Baron assumiu o comando da Redação quando o The Washington Post ainda estava sob o controle da família Graham, que conduziu o jornal por três gerações. No momento de sua chegada, a empresa estava enfrentando dificuldades financeiras e enfrentava os mesmos problemas que os demais jornais tradicionais: queda na receita de publicidade impressa, redução forte de circulação e nova concorrência da parte de veículos noticiosos digitais

Em agosto de 2013, Jeff Bezos, fundador da Amazon, adquiriu o jornal por US$ 250 milhões.

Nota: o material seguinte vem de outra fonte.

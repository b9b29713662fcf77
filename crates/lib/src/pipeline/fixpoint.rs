//! Triple-compile fixpoint verification.
//!
//! ```text
//! oftb                   --compile-->  oftb-macro-expander.ofta    (stage 1)
//! stage 1 (interpreted)  --compile-->  oftb-macro-expander-2.ofta  (stage 2)
//! stage 2 (interpreted)  --compile-->  oftb-macro-expander-3.ofta  (stage 3)
//! ```
//!
//! Stages 1 and 2 come from different compilers (native and self-hosted) and
//! may legitimately differ byte-wise. Stages 2 and 3 are the same program
//! compiling the same source, so a deterministic expander produces identical
//! bytes. Only then is stage 3 promoted over the canonical name.

use tracing::{info, warn};

use super::Pipeline;
use super::types::{ArtifactDigest, BootstrapError, FixpointReport, Stage, StageOutcome};
use crate::artifact::{ArtifactRef, identical};
use crate::process::{Capture, Runner};

impl<R: Runner> Pipeline<R> {
  /// Compile the expander three times, check stages 2 and 3 match, and promote.
  ///
  /// Requires the prelude to have been generated. On an idempotence violation
  /// the `-2`/`-3` artifacts are left in place for inspection and nothing is
  /// promoted.
  pub async fn verify_fixpoint(&self) -> StageOutcome<FixpointReport> {
    info!(stage = %Stage::Fixpoint, "stage started");
    self.require_prelude()?;

    let key = &self.config.expander;
    let stage1 = self.store.artifact(key);
    let stage2 = self.store.variant(key, 2);
    let stage3 = self.store.variant(key, 3);

    // Compile 1 writes the canonical name; a leftover from an earlier run must not satisfy it.
    self.store.discard(&stage1)?;
    self.toolchain.compile(key, None).await?;
    self.store.require(&stage1)?;

    self.self_compile(&stage1, &stage2).await?;
    self.self_compile(&stage2, &stage3).await?;

    let digest1 = stage1.digest()?;
    let digest2 = stage2.digest()?;
    let digest3 = stage3.digest()?;

    if !identical(&stage2, &stage3)? {
      return Err(BootstrapError::IdempotenceViolation {
        binary: key.binary.clone(),
        second: stage2.relative.clone(),
        third: stage3.relative.clone(),
        second_digest: digest2,
        third_digest: digest3,
      });
    }

    let stage1_matches_stage2 = digest1 == digest2;
    if !stage1_matches_stage2 {
      warn!(
        stage1 = digest1.short(),
        stage2 = digest2.short(),
        "stage 1 differs from stage 2; expected when native and self-hosted code generation differ"
      );
    }

    self.store.promote(&stage3, &stage1)?;
    self.store.remove(&stage2)?;
    self.store.remove(&stage3)?;
    info!(artifact = %stage1.relative.display(), digest = digest3.short(), "promoted stage 3");

    Ok(FixpointReport {
      stage1: ArtifactDigest {
        path: stage1.relative.clone(),
        digest: digest1,
      },
      stage2: ArtifactDigest {
        path: stage2.relative,
        digest: digest2,
      },
      stage3: ArtifactDigest {
        path: stage3.relative,
        digest: digest3,
      },
      stage1_matches_stage2,
      promoted: stage1.relative,
    })
  }

  /// Have `compiler` compile the expander's own source into `output`.
  async fn self_compile(&self, compiler: &ArtifactRef, output: &ArtifactRef) -> StageOutcome<()> {
    let key = &self.config.expander;
    let args = vec![self.config.std_arg(), key.package_arg(), key.binary.clone()];

    self
      .toolchain
      .interpret(compiler, &args, Capture::File(&output.path))
      .await?;
    self.store.require(output)?;
    Ok(())
  }

  fn require_prelude(&self) -> StageOutcome<()> {
    let prelude = self.config.prelude_file();
    if prelude.is_file() {
      Ok(())
    } else {
      Err(BootstrapError::MissingPrelude(self.config.prelude_path.clone()))
    }
  }
}
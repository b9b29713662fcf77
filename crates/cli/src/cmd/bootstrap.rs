//! Implementation of the `oftb-boot bootstrap` command.
//!
//! Runs the complete bootstrap: native toolchain build (unless a pre-built or
//! system toolchain was selected), prelude generation, both self-tests, the
//! fixpoint check with promotion, auxiliary compilation and packaging.

use std::path::PathBuf;
use std::time::Instant;

use anyhow::{Context, Result};
use serde::Serialize;

use oftb_bootstrap_lib::package::{ArchiveReport, ArchiveSpec, make_archive};
use oftb_bootstrap_lib::process::SystemRunner;
use oftb_bootstrap_lib::{BootstrapConfig, BootstrapError, Pipeline, PipelineReport};

use super::runtime;
use crate::output::{
  OutputFormat, format_duration, print_archive, print_fixpoint, print_info, print_json, print_self_test, print_stat,
  print_success,
};

#[derive(Serialize)]
struct BootstrapSummary<'a> {
  pipeline: &'a PipelineReport,
  archive: Option<&'a ArchiveReport>,
}

/// Execute the bootstrap command.
///
/// `archive` is `None` to skip packaging, `Some(None)` for the default
/// `<root>/oftb.tar.gz`, or `Some(Some(path))` for an explicit location. The
/// archive is only written after every pipeline stage has succeeded.
pub fn cmd_bootstrap(config: BootstrapConfig, archive: Option<Option<PathBuf>>, output: OutputFormat) -> Result<()> {
  let start = Instant::now();
  let rt = runtime()?;
  let pipeline = Pipeline::new(config, SystemRunner);

  let (executable, report) = rt
    .block_on(async {
      let executable = pipeline.prepare_toolchain().await?;
      let report = pipeline.run().await?;
      Ok::<_, BootstrapError>((executable, report))
    })
    .context("Bootstrap failed")?;

  let archive = match archive {
    Some(path) => {
      let spec = ArchiveSpec::from_config(pipeline.config(), executable, path);
      Some(make_archive(&spec).context("Packaging failed")?)
    }
    None => None,
  };

  if output.is_json() {
    return print_json(&BootstrapSummary {
      pipeline: &report,
      archive: archive.as_ref(),
    });
  }

  println!();
  print_success("Bootstrap complete!");
  print_stat("Toolchain", &report.toolchain.display().to_string());
  print_stat("Prelude", &report.prelude.display().to_string());
  for self_test in &report.self_tests {
    print_self_test(self_test);
  }
  print_fixpoint(&report.fixpoint);
  for auxiliary in &report.auxiliaries {
    print_stat("Auxiliary", &auxiliary.display().to_string());
  }
  match &archive {
    Some(archive) => print_archive(archive),
    None => print_info("Archive skipped"),
  }
  print_stat("Duration", &format_duration(start.elapsed()));

  Ok(())
}
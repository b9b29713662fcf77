//! Macro-expander self-test.
//!
//! Expands and compiles a known program through the macro expander, then
//! interprets it and compares stdout against fixed text. The same cases run
//! twice per bootstrap: once with the expander run from source before the
//! fixpoint stage, once with the promoted expander artifact after it.

use tracing::{debug, info};

use super::Pipeline;
use super::types::{BootstrapError, SelfTestMode, SelfTestReport, StageOutcome};
use crate::artifact::ArtifactRef;
use crate::process::{Capture, Runner};

/// One invocation of the self-test program and the output it must produce.
#[derive(Debug, Clone, Copy)]
pub struct SelfTestCase {
  pub name: &'static str,
  pub args: &'static [&'static str],
  pub expected: &'static str,
}

pub const SELF_TEST_CASES: [SelfTestCase; 2] = [
  SelfTestCase {
    name: "no arguments",
    args: &[],
    expected: "Got arguments: ()\nHello, world!\nhullo\nGoodbye, world!\n",
  },
  SelfTestCase {
    name: "two arguments",
    args: &["foo", "bar"],
    expected: "Got arguments: (\"foo\" \"bar\")\nHello, world!\nhullo\nGoodbye, world!\n(\"foo\" \"bar\")\n",
  },
];

impl<R: Runner> Pipeline<R> {
  /// Run every self-test case with the expander driven according to `mode`.
  pub async fn self_test(&self, mode: SelfTestMode) -> StageOutcome<SelfTestReport> {
    info!(stage = %mode.stage(), "stage started");
    let mut passed = Vec::with_capacity(SELF_TEST_CASES.len());

    for case in &SELF_TEST_CASES {
      let program = self.expand_test_program(mode).await?;
      let args: Vec<String> = case.args.iter().map(|arg| arg.to_string()).collect();
      let actual = self
        .toolchain
        .interpret(&program, &args, Capture::Bytes)
        .await?
        .into_bytes()
        .unwrap_or_default();
      check_output(case, &program, &actual)?;

      debug!(case = case.name, "self-test passed");
      passed.push(case.name.to_string());
    }

    Ok(SelfTestReport { mode, passed })
  }

  /// Macro-expand and compile the self-test program into its canonical artifact.
  async fn expand_test_program(&self, mode: SelfTestMode) -> StageOutcome<ArtifactRef> {
    let program = self.store.artifact(&self.config.self_test);
    let args = vec![
      self.config.std_arg(),
      self.config.self_test.package_arg(),
      self.config.self_test.binary.clone(),
    ];
    let capture = Capture::File(&program.path);

    match mode {
      SelfTestMode::Source => {
        self.toolchain.run(&self.config.expander, &args, capture).await?;
      }
      SelfTestMode::Prebuilt => {
        let expander = self.store.artifact(&self.config.expander);
        self.store.require(&expander)?;
        self.toolchain.interpret(&expander, &args, capture).await?;
      }
    }

    self.store.require(&program)?;
    Ok(program)
  }
}

/// Compare raw stdout with the expected text byte for byte.
///
/// Output that is not valid UTF-8 is still reported as a mismatch, with the
/// invalid sequences shown as replacement characters.
fn check_output(case: &SelfTestCase, program: &ArtifactRef, actual: &[u8]) -> Result<(), BootstrapError> {
  if actual == case.expected.as_bytes() {
    return Ok(());
  }

  let actual = String::from_utf8_lossy(actual);
  Err(BootstrapError::SelfTestMismatch {
    case: case.name.to_string(),
    program: program.key.binary.clone(),
    expected: case.expected.to_string(),
    actual: actual.to_string(),
    diff: render_diff(case.expected, &actual),
  })
}

/// Line-by-line diff of expected and actual output.
///
/// Lines keep their terminators and are debug-quoted so that whitespace and
/// missing trailing newlines are visible.
pub fn render_diff(expected: &str, actual: &str) -> String {
  let expected: Vec<&str> = expected.split_inclusive('\n').collect();
  let actual: Vec<&str> = actual.split_inclusive('\n').collect();
  let mut out = Vec::new();

  for i in 0..expected.len().max(actual.len()) {
    match (expected.get(i), actual.get(i)) {
      (Some(e), Some(a)) if e == a => out.push(format!("  {:?}", e)),
      (e, a) => {
        if let Some(e) = e {
          out.push(format!("- {:?}", e));
        }
        if let Some(a) = a {
          out.push(format!("+ {:?}", a));
        }
      }
    }
  }

  out.join("\n")
}
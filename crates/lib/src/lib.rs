//! oftb-bootstrap-lib: bootstrap verification for the oftb toolchain
//!
//! This crate drives the self-hosting bootstrap of oftb and its in-language
//! macro expander:
//! - `process`: runs external commands, capturing or redirecting stdout
//! - `toolchain`: the `compile`/`interpret`/`run` command surface and the native build
//! - `artifact`: `<package>/build/<binary>.ofta` addressing, promotion and comparison
//! - `pipeline`: prelude generation, self-tests and the triple-compile fixpoint check
//! - `package`: the distributable `oftb.tar.gz`

pub mod artifact;
pub mod config;
pub mod consts;
pub mod package;
pub mod pipeline;
pub mod process;
pub mod toolchain;
pub mod util;

pub use config::{BootstrapConfig, ToolchainSource};
pub use pipeline::{BootstrapError, Pipeline, PipelineReport, StageOutcome};
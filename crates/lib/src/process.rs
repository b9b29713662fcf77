//! External process invocation.
//!
//! Every toolchain operation ends up here as an [`Invocation`]: a program, its
//! arguments and an optional working directory. The [`Invoker`] runs it to
//! completion through a [`Runner`], echoing the command line when asked to,
//! and treats any nonzero exit as fatal.
//!
//! Standard output can be left attached to the terminal, captured as text or
//! raw bytes, or redirected into a file. File redirects stream into a
//! temporary sibling of the destination which is renamed into place only after
//! the command exits successfully.

use std::fmt;
use std::io;
use std::path::{Path, PathBuf};
use std::process::{ExitStatus, Stdio};

use thiserror::Error;
use tokio::process::Command;
use tracing::debug;

use crate::util::fs::{persist, staging_file};

/// A single external command.
#[derive(Debug, Clone, PartialEq, Eq)]
pub struct Invocation {
  pub program: PathBuf,
  pub args: Vec<String>,
  pub cwd: Option<PathBuf>,
}

impl Invocation {
  pub fn new(program: impl Into<PathBuf>) -> Self {
    Self {
      program: program.into(),
      args: Vec::new(),
      cwd: None,
    }
  }

  pub fn arg(mut self, arg: impl Into<String>) -> Self {
    self.args.push(arg.into());
    self
  }

  pub fn args<I, S>(mut self, args: I) -> Self
  where
    I: IntoIterator<Item = S>,
    S: Into<String>,
  {
    self.args.extend(args.into_iter().map(Into::into));
    self
  }

  pub fn current_dir(mut self, dir: impl Into<PathBuf>) -> Self {
    self.cwd = Some(dir.into());
    self
  }

  /// The command line as a user would type it.
  ///
  /// Arguments that are empty or contain whitespace or quotes are wrapped in
  /// single quotes.
  pub fn command_line(&self) -> String {
    std::iter::once(self.program.to_string_lossy().into_owned())
      .chain(self.args.iter().cloned())
      .map(|word| quote(&word))
      .collect::<Vec<_>>()
      .join(" ")
  }
}

impl fmt::Display for Invocation {
  fn fmt(&self, f: &mut fmt::Formatter<'_>) -> fmt::Result {
    f.write_str(&self.command_line())
  }
}

fn quote(word: &str) -> String {
  let plain = !word.is_empty() && !word.chars().any(|c| c.is_whitespace() || c == '\'' || c == '"');
  if plain {
    word.to_string()
  } else {
    format!("'{}'", word.replace('\'', r"'\''"))
  }
}

/// What to do with a command's standard output.
#[derive(Debug, Clone, Copy, PartialEq, Eq)]
pub enum Capture<'a> {
  /// Leave stdout attached to ours.
  Inherit,
  /// Collect stdout and return it as text.
  Text,
  /// Collect stdout as raw bytes.
  Bytes,
  /// Redirect stdout into the given file.
  File(&'a Path),
}

/// Result of a successful invocation, matching the requested [`Capture`].
#[derive(Debug, Clone, PartialEq, Eq)]
pub enum Output {
  Inherited,
  Text(String),
  Bytes(Vec<u8>),
  File(PathBuf),
}

impl Output {
  pub fn into_text(self) -> Option<String> {
    match self {
      Output::Text(text) => Some(text),
      _ => None,
    }
  }

  /// Captured stdout, whether it was requested as text or as bytes.
  pub fn into_bytes(self) -> Option<Vec<u8>> {
    match self {
      Output::Text(text) => Some(text.into_bytes()),
      Output::Bytes(bytes) => Some(bytes),
      _ => None,
    }
  }
}

/// Errors raised while running an external command.
#[derive(Debug, Error)]
pub enum ProcessError {
  /// The program could not be started at all.
  #[error("failed to spawn {program}: {source}")]
  Spawn {
    program: String,
    #[source]
    source: io::Error,
  },

  /// The command ran and exited unsuccessfully.
  #[error("command failed with exit code {code:?}: {cmd}")]
  Failed { cmd: String, code: Option<i32> },

  /// Standard output could not be redirected into its destination.
  #[error("failed to redirect output of `{cmd}` to {path}: {source}")]
  Redirect {
    cmd: String,
    path: PathBuf,
    #[source]
    source: io::Error,
  },

  /// Captured output was expected to be text.
  #[error("command produced non-UTF-8 output: {cmd}")]
  NonUtf8 { cmd: String },
}

/// Runs invocations to completion.
///
/// [`SystemRunner`] spawns real processes; tests substitute scripted runners.
#[allow(async_fn_in_trait)]
pub trait Runner {
  async fn run(&self, invocation: &Invocation, capture: Capture<'_>) -> Result<Output, ProcessError>;
}

impl<R: Runner> Runner for &R {
  async fn run(&self, invocation: &Invocation, capture: Capture<'_>) -> Result<Output, ProcessError> {
    (**self).run(invocation, capture).await
  }
}

/// Spawns invocations as child processes of the current process.
#[derive(Debug, Clone, Copy, Default)]
pub struct SystemRunner;

impl Runner for SystemRunner {
  async fn run(&self, invocation: &Invocation, capture: Capture<'_>) -> Result<Output, ProcessError> {
    let mut command = Command::new(&invocation.program);
    command.args(&invocation.args).stdin(Stdio::inherit()).stderr(Stdio::inherit());
    if let Some(cwd) = &invocation.cwd {
      command.current_dir(cwd);
    }

    debug!(cmd = %invocation, cwd = ?invocation.cwd, "spawning process");

    match capture {
      Capture::Inherit => {
        let status = command.status().await.map_err(|e| spawn_error(invocation, e))?;
        check_status(invocation, status)?;
        Ok(Output::Inherited)
      }

      Capture::Text => {
        command.stdout(Stdio::piped());
        let output = command.output().await.map_err(|e| spawn_error(invocation, e))?;
        check_status(invocation, output.status)?;

        let text = String::from_utf8(output.stdout).map_err(|_| ProcessError::NonUtf8 {
          cmd: invocation.command_line(),
        })?;
        if !text.is_empty() {
          debug!(stdout = %text, "command output");
        }
        Ok(Output::Text(text))
      }

      Capture::Bytes => {
        command.stdout(Stdio::piped());
        let output = command.output().await.map_err(|e| spawn_error(invocation, e))?;
        check_status(invocation, output.status)?;
        debug!(bytes = output.stdout.len(), "command output");
        Ok(Output::Bytes(output.stdout))
      }

      Capture::File(dest) => {
        let redirect_error = |source: io::Error| ProcessError::Redirect {
          cmd: invocation.command_line(),
          path: dest.to_path_buf(),
          source,
        };

        let staged = staging_file(dest).map_err(redirect_error)?;
        let stdout = staged.as_file().try_clone().map_err(redirect_error)?;
        command.stdout(Stdio::from(stdout));

        // On failure the staged file is dropped, leaving `dest` untouched.
        let status = command.status().await.map_err(|e| spawn_error(invocation, e))?;
        check_status(invocation, status)?;

        persist(staged, dest).map_err(redirect_error)?;
        debug!(path = %dest.display(), "redirected output");
        Ok(Output::File(dest.to_path_buf()))
      }
    }
  }
}

fn spawn_error(invocation: &Invocation, source: io::Error) -> ProcessError {
  ProcessError::Spawn {
    program: invocation.program.display().to_string(),
    source,
  }
}

fn check_status(invocation: &Invocation, status: ExitStatus) -> Result<(), ProcessError> {
  if status.success() {
    return Ok(());
  }

  debug!(cmd = %invocation, status = %status, "command failed");
  Err(ProcessError::Failed {
    cmd: invocation.command_line(),
    code: status.code(),
  })
}

/// Runs invocations one at a time, optionally echoing each command line.
#[derive(Debug, Clone, Default)]
pub struct Invoker<R = SystemRunner> {
  runner: R,
  echo: bool,
}

impl<R: Runner> Invoker<R> {
  pub fn new(runner: R, echo: bool) -> Self {
    Self { runner, echo }
  }

  pub fn runner(&self) -> &R {
    &self.runner
  }

  /// Run `invocation` to completion.
  ///
  /// Blocks the calling stage until the command exits. A nonzero exit is
  /// returned as [`ProcessError::Failed`]; nothing is retried.
  pub async fn execute(&self, invocation: &Invocation, capture: Capture<'_>) -> Result<Output, ProcessError> {
    if self.echo {
      eprintln!("+ {}", invocation);
    }
    self.runner.run(invocation, capture).await
  }
}
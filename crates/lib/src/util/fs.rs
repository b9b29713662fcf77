//! Write-then-rename helpers.
//!
//! Every file this crate produces is first written to a temporary sibling of
//! its destination and renamed into place once complete, so readers never
//! observe a partially written file.

use std::fs;
use std::io::{self, Write};
use std::path::Path;

use tempfile::NamedTempFile;

/// Create a temporary file in the same directory as `dest`.
///
/// Missing parent directories are created. The returned file is removed when
/// dropped unless it is persisted.
pub fn staging_file(dest: &Path) -> io::Result<NamedTempFile> {
  let parent = match dest.parent() {
    Some(parent) if !parent.as_os_str().is_empty() => parent,
    _ => Path::new("."),
  };
  fs::create_dir_all(parent)?;
  NamedTempFile::new_in(parent)
}

/// Atomically move a staged file onto `dest`, replacing any existing file.
pub fn persist(staged: NamedTempFile, dest: &Path) -> io::Result<()> {
  staged.persist(dest).map_err(|e| e.error)?;
  Ok(())
}

/// Write `contents` to `dest` through a staging file.
pub fn write_atomic(dest: &Path, contents: &[u8]) -> io::Result<()> {
  let mut staged = staging_file(dest)?;
  staged.write_all(contents)?;
  staged.as_file().sync_all()?;
  persist(staged, dest)
}

/// Copy `src` over `dest` through a staging file.
///
/// Permissions of `src` are carried over so executables stay executable.
pub fn copy_atomic(src: &Path, dest: &Path) -> io::Result<()> {
  let mut staged = staging_file(dest)?;
  let mut input = fs::File::open(src)?;
  io::copy(&mut input, staged.as_file_mut())?;
  staged.as_file().sync_all()?;
  fs::set_permissions(staged.path(), input.metadata()?.permissions())?;
  persist(staged, dest)
}
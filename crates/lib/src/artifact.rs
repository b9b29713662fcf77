//! Build artifact addressing.
//!
//! An artifact is identified by the package that contains its source and the
//! name of the entry point, and lives at `<package>/build/<binary>.ofta`.
//! Intermediate generations of the same artifact get a numeric suffix
//! (`<binary>-2.ofta`, `<binary>-3.ofta`) so stages never overwrite each
//! other's output before promotion.

use std::fmt;
use std::fs;
use std::io::{self, BufReader, Read};
use std::path::{Path, PathBuf};

use serde::Serialize;
use thiserror::Error;
use tracing::debug;

use crate::consts::{ARTIFACT_EXT, BUILD_DIR};
use crate::util::fs::copy_atomic;
use crate::util::hash::{ContentHash, hash_file};

#[derive(Debug, Error)]
pub enum ArtifactError {
  /// A stage reported success but its artifact is not on disk.
  #[error("artifact {key} was not produced at {path}")]
  Missing { key: String, path: PathBuf },

  #[error("failed to read artifact {path}: {source}")]
  Read {
    path: PathBuf,
    #[source]
    source: io::Error,
  },

  #[error("failed to promote {from} to {to}: {source}")]
  Promote {
    from: PathBuf,
    to: PathBuf,
    #[source]
    source: io::Error,
  },

  #[error("failed to remove artifact {path}: {source}")]
  Remove {
    path: PathBuf,
    #[source]
    source: io::Error,
  },
}

/// `(package, binary)` pair naming one compiled entry point.
#[derive(Debug, Clone, PartialEq, Eq, Hash, Serialize)]
pub struct ArtifactKey {
  /// Package directory, relative to the pipeline root.
  pub package: PathBuf,
  pub binary: String,
}

impl ArtifactKey {
  pub fn new(package: impl Into<PathBuf>, binary: impl Into<String>) -> Self {
    Self {
      package: package.into(),
      binary: binary.into(),
    }
  }

  /// The package path as passed on a toolchain command line.
  pub fn package_arg(&self) -> String {
    self.package.to_string_lossy().into_owned()
  }
}

impl fmt::Display for ArtifactKey {
  fn fmt(&self, f: &mut fmt::Formatter<'_>) -> fmt::Result {
    write!(f, "{}:{}", self.package.display(), self.binary)
  }
}

/// A resolved artifact location.
#[derive(Debug, Clone, PartialEq, Eq, Serialize)]
pub struct ArtifactRef {
  pub key: ArtifactKey,
  /// Generation suffix; `None` for the canonical artifact.
  pub variant: Option<u32>,
  /// Path relative to the pipeline root, as handed to the toolchain.
  pub relative: PathBuf,
  /// Absolute path, for filesystem operations.
  pub path: PathBuf,
}

impl ArtifactRef {
  /// File name without extension, e.g. `oftb-macro-expander-2`.
  pub fn stem(&self) -> String {
    artifact_stem(&self.key.binary, self.variant)
  }

  pub fn is_canonical(&self) -> bool {
    self.variant.is_none()
  }

  pub fn exists(&self) -> bool {
    self.path.is_file()
  }

  /// The relative path as passed on a toolchain command line.
  pub fn path_arg(&self) -> String {
    self.relative.to_string_lossy().into_owned()
  }

  pub fn digest(&self) -> Result<ContentHash, ArtifactError> {
    hash_file(&self.path).map_err(|source| ArtifactError::Read {
      path: self.path.clone(),
      source,
    })
  }
}

fn artifact_stem(binary: &str, variant: Option<u32>) -> String {
  match variant {
    Some(n) => format!("{}-{}", binary, n),
    None => binary.to_string(),
  }
}

/// Maps artifact keys to paths under a pipeline root.
#[derive(Debug, Clone)]
pub struct ArtifactStore {
  root: PathBuf,
}

impl ArtifactStore {
  pub fn new(root: impl Into<PathBuf>) -> Self {
    Self { root: root.into() }
  }

  pub fn root(&self) -> &Path {
    &self.root
  }

  /// The canonical artifact for `key`.
  pub fn artifact(&self, key: &ArtifactKey) -> ArtifactRef {
    self.resolve(key, None)
  }

  /// Generation `n` of the artifact for `key`.
  pub fn variant(&self, key: &ArtifactKey, n: u32) -> ArtifactRef {
    self.resolve(key, Some(n))
  }

  fn resolve(&self, key: &ArtifactKey, variant: Option<u32>) -> ArtifactRef {
    let file_name = format!("{}.{}", artifact_stem(&key.binary, variant), ARTIFACT_EXT);
    let relative = key.package.join(BUILD_DIR).join(file_name);
    ArtifactRef {
      key: key.clone(),
      variant,
      path: self.root.join(&relative),
      relative,
    }
  }

  /// Fail unless `artifact` exists on disk.
  pub fn require(&self, artifact: &ArtifactRef) -> Result<(), ArtifactError> {
    if artifact.exists() {
      Ok(())
    } else {
      Err(ArtifactError::Missing {
        key: artifact.key.to_string(),
        path: artifact.path.clone(),
      })
    }
  }

  /// Copy `from` over `to` atomically.
  pub fn promote(&self, from: &ArtifactRef, to: &ArtifactRef) -> Result<(), ArtifactError> {
    self.require(from)?;
    copy_atomic(&from.path, &to.path).map_err(|source| ArtifactError::Promote {
      from: from.path.clone(),
      to: to.path.clone(),
      source,
    })?;
    debug!(from = %from.relative.display(), to = %to.relative.display(), "promoted artifact");
    Ok(())
  }

  pub fn remove(&self, artifact: &ArtifactRef) -> Result<(), ArtifactError> {
    fs::remove_file(&artifact.path).map_err(|source| ArtifactError::Remove {
      path: artifact.path.clone(),
      source,
    })
  }

  /// Delete `artifact` if it exists, so a later [`require`](Self::require)
  /// only passes for freshly written output.
  pub fn discard(&self, artifact: &ArtifactRef) -> Result<(), ArtifactError> {
    match fs::remove_file(&artifact.path) {
      Err(source) if source.kind() != io::ErrorKind::NotFound => Err(ArtifactError::Remove {
        path: artifact.path.clone(),
        source,
      }),
      _ => Ok(()),
    }
  }
}

/// Byte-for-byte comparison of two artifacts.
pub fn identical(a: &ArtifactRef, b: &ArtifactRef) -> Result<bool, ArtifactError> {
  let len_a = fs::metadata(&a.path).map_err(read_error(&a.path))?.len();
  let len_b = fs::metadata(&b.path).map_err(read_error(&b.path))?.len();
  if len_a != len_b {
    return Ok(false);
  }

  let mut reader_a = BufReader::new(fs::File::open(&a.path).map_err(read_error(&a.path))?);
  let mut reader_b = BufReader::new(fs::File::open(&b.path).map_err(read_error(&b.path))?);
  let mut buf_a = [0u8; 8192];
  let mut buf_b = [0u8; 8192];

  loop {
    let n = reader_a.read(&mut buf_a).map_err(read_error(&a.path))?;
    if n == 0 {
      return Ok(true);
    }
    reader_b.read_exact(&mut buf_b[..n]).map_err(read_error(&b.path))?;
    if buf_a[..n] != buf_b[..n] {
      return Ok(false);
    }
  }
}

fn read_error(path: &Path) -> impl FnOnce(io::Error) -> ArtifactError {
  let path = path.to_path_buf();
  move |source| ArtifactError::Read { path, source }
}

De lá para cá, a combinação entre os recursos de Bezos e o conhecimento jornalístico de Baron reviveu um jornal famoso por suas reportagens sobre o escândalo Watergate, de autoria de Bob Woodward e Carl Bernstein, que resultaram na queda do presidente Richard Nixon em 1974.

Bezos se pronunciou sobre a saída de Baron em uma mensagem no Instagram, que se dirigia diretamente ao seu editor: “Nosso sucesso nos últimos anos não poderia ter acontecido e simplesmente não aconteceria sem você”, ele escreveu.

Bezos descreveu Baron como “tanto cuidadoso quanto ousado”, afirmando que ele havia liderado o jornal com integridade “mesmo nos momentos em que isso era exaustivo”.

Durante o período de Baron no comando da publicação, o The Washington Post conquistou 10 prêmios Pulitzer, entre os quais o de 2020 na categoria reportagem explicativa, por uma série sobre os efeitos da mudança do clima.

“Por favor não percam de vista o quanto foi difícil conquistar os ganhos que conseguimos como empresa comercial”, escreveu Baron. “Em 2013, quando as perspectivas eram sombrias, conseguimos uma segunda chance. Nós a aproveitamos, e conseguimos virar o jogo, com foco e criatividade”.

Ele reconheceu que restava trabalho a ser feito no The Washington Post, o que incluía promover mais diversidade na Redação e aprofundar seu conhecimento sobre a comunidade que o jornal cobre.

“Desde o momento em que cheguei ao The Washington Post, busquei fazer uma contribuição duradoura e ao mesmo tempo retribuir a uma profissão que tanto significou para mim e que serve como salvaguarda da democracia”, escreveu Baron.

Em nota aos funcionários, o publisher e presidente-executivo do jornal, Fred Ryan, afirmou que, embora estivesse ciente de que a aposentadoria de Baron chegaria, “isso não diminui a emoção que sentimos”.

“Nos oito anos de liderança de Marty na Redação, The Washington Post experimentou uma dramática retomada e atingiu novas alturas jornalísticas”, disse Ryan.

​O jornal realizará uma busca “ampla e inclusiva” por um sucessor, que incluirá candidatos internos e externos, afirmou Ryan. “Por favor, estejam cientes de que encaro essa missão como uma das mais importantes responsabilidades que terei como publisher”, disse Ryan.